- Assigned task: Search the records for the word "bool" and pick out every line that has it.

- Exercise inputs:
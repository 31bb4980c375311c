use std::path::PathBuf;

use clap::Parser;
use hoist::config::CliOverrides;

/// Hoist - deploy a containerized application to a remote host
#[derive(Parser, Debug)]
#[command(name = "hoist")]
#[command(author, version, about, long_about = None)]
#[command(
    after_help = "Values not given as flags are read from hoist.toml and HOIST_* environment variables.\nSecrets (token, password) are never accepted as flags."
)]
pub struct Cli {
    /// Config file (defaults to ./hoist.toml when present)
    #[arg(short, long)]
    pub config: Option<PathBuf>,

    /// Git repository URL (HTTPS)
    #[arg(short, long)]
    pub repository: Option<String>,

    /// Branch to deploy [default: main]
    #[arg(short, long)]
    pub branch: Option<String>,

    /// Remote host name or address
    #[arg(long)]
    pub host: Option<String>,

    /// SSH login user [default: root]
    #[arg(short, long)]
    pub user: Option<String>,

    /// Port the application listens on
    #[arg(short, long)]
    pub port: Option<i64>,

    /// Remove the deployment instead of creating it
    #[arg(long)]
    pub teardown: bool,

    /// Fail instead of prompting for missing values
    #[arg(long)]
    pub no_input: bool,

    /// Print a machine-readable run summary on stdout
    #[arg(long)]
    pub json: bool,

    /// Show every remote command and its output
    #[arg(short, long, action = clap::ArgAction::Count)]
    pub verbose: u8,
}

impl Cli {
    pub fn overrides(&self) -> CliOverrides {
        CliOverrides {
            repository: self.repository.clone(),
            branch: self.branch.clone(),
            host: self.host.clone(),
            user: self.user.clone(),
            port: self.port,
        }
    }
}
//! Domain Ports (Interfaces)
//!
//! These traits define the boundaries of the domain layer.
//! Infrastructure layer provides concrete implementations.

pub mod deploy_log;
pub mod remote_shell;
pub mod source_repository;

pub use deploy_log::{DeployLog, LogLevel, NoopLog};
pub use remote_shell::{CommandOutput, Connector, RemoteShell, ShellError};
pub use source_repository::SourceRepository;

- Output:
    pub teardown: bool,
    pub no_input: bool,
    pub json: bool,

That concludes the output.